No additional fixed asset investment will be necessary to support the increased sales.
At the start of the new project, Protect IT needs to provide $ 6,000 worth of working capital. Subsequently, as sales grow, Protect IT will make additional investments in inventory and receivables.
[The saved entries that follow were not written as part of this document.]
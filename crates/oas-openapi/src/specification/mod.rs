//! OpenAPI 3.1 entity declarations.
//!
//! Every object of the OpenAPI model is an [`oas_spec::EntityType`] declared
//! in a lazy static. Attributes are declared in the order their keys appear
//! in rendered documents.

pub mod components;
pub mod info;
pub mod operation;
pub mod reference;
pub mod schema;

pub use components::{COMPONENTS, OAUTH_FLOW, OAUTH_FLOWS, OPENAPI, SECURITY_SCHEME};
pub use info::{CONTACT, EXTERNAL_DOCS, INFO, LICENSE, SERVER, SERVER_VARIABLE, TAG};
pub use operation::{
    HEADER, LINK, LOCATIONS, MEDIA_TYPE, METHODS, OPERATION, PARAMETER, PATH_ITEM, REQUEST_BODY,
    RESPONSE,
};
pub use reference::{
    HEADER_REFERENCE, LINK_REFERENCE, PARAMETER_REFERENCE, REQUEST_BODY_REFERENCE,
    RESPONSE_REFERENCE,
};
pub use schema::SCHEMA;
//! Naming conventions shared by declarations and the serialized tree.
//!
//! Attributes are declared with snake_case names; a trailing `?` marks the
//! attribute optional. The key written to the document is the camelCase form of
//! the name, and a leading `$` (as in `$ref`) is kept as-is.

use convert_case::{Case, Casing};

/// Suffix marking a declared name as optional
pub const OPTIONAL_MARKER: char = '?';

/// Prefix kept verbatim on output keys
pub const KEY_MARKER: char = '$';

/// Split a declared name into its canonical name and its required flag.
pub fn parse_declared(declared: &str) -> (&str, bool) {
    match declared.strip_suffix(OPTIONAL_MARKER) {
        Some(name) => (name, false),
        None => (declared, true),
    }
}

/// Derive the externally visible key for an attribute name.
pub fn output_key(name: &str) -> String {
    let (name, _) = parse_declared(name);
    match name.strip_prefix(KEY_MARKER) {
        Some(rest) => format!("{}{}", KEY_MARKER, camel_case(rest)),
        None => camel_case(name),
    }
}

fn camel_case(name: &str) -> String {
    if !name.contains('_') {
        return name.to_string();
    }
    name.from_case(Case::Snake).to_case(Case::Camel)
}
pub mod flight;
pub mod vehicle;
pub mod ron;
pub use crate::ron as ron_loader;
pub mod settings;
pub mod debug;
Each year, accounts receivables will be equivalent to one-month sales, and inventory balances will be about 12.5% of sales.
Protect ITs suppliers will provide trade credit on terms such that the accounts payable
balance will equal about 10% of cost of goods sold each year.
By the end of year 5, the sales of the tablet covers will reach a steady state and cash flows
will grow at 4% a year indefinitely from year 6 onwards.
The beta of the company is estimated as 0.8.
The risk-free rate is 3% and the market risk premium is 6%.
Tax rate will be 20% for the project income.
The company has a target debt ratio of 40%. It can raise debt at 8%.
Question 1
Compute the following ratios for 2015.
Ratios | 2015 | Industry Average |
Current ratio |
| 1.23 |
Quick ratio |
| 1.02 |
Inventory Turnover |
| 16 |
Average Collection Period |
| 42 |
Average payment period |
| 100 |
Fixed Asset turnover |
| 1.6 |
Total asset turnover |
| 1.42 |
Debt ratio (Total liabilities/total assets) |
| 38.65% |
Assets/equity ratio (Equity Multiplier) |
| 1.63 |
Longterm debt to stockholder equity |
| 30.00% |
Times Interest Earned Ratio |
| 16.25 |
Gross profit margin |
| 40.00% |
Net profit margin |
| 8.50% |
(15 marks)
Question 2
Analyse the difference in the ROE of Protect IT and the ROE of the Industry in 2015 through the relevant ratios.
(20 marks)
Question 3
Calculate the weighted average cost of capital for the project.
(15 marks)
Question 4
Calculate the initial investment on December 31, 2015.
(10 marks)
Question 5
Calculate the cash flows for the years 2016 to 2020.
(20 marks)
Question 6
Calculate the terminal cash flow at the end of year 2020.
(10 marks)
Question 7
Calculate the net present value of this project and recommend whether the project should be undertaken.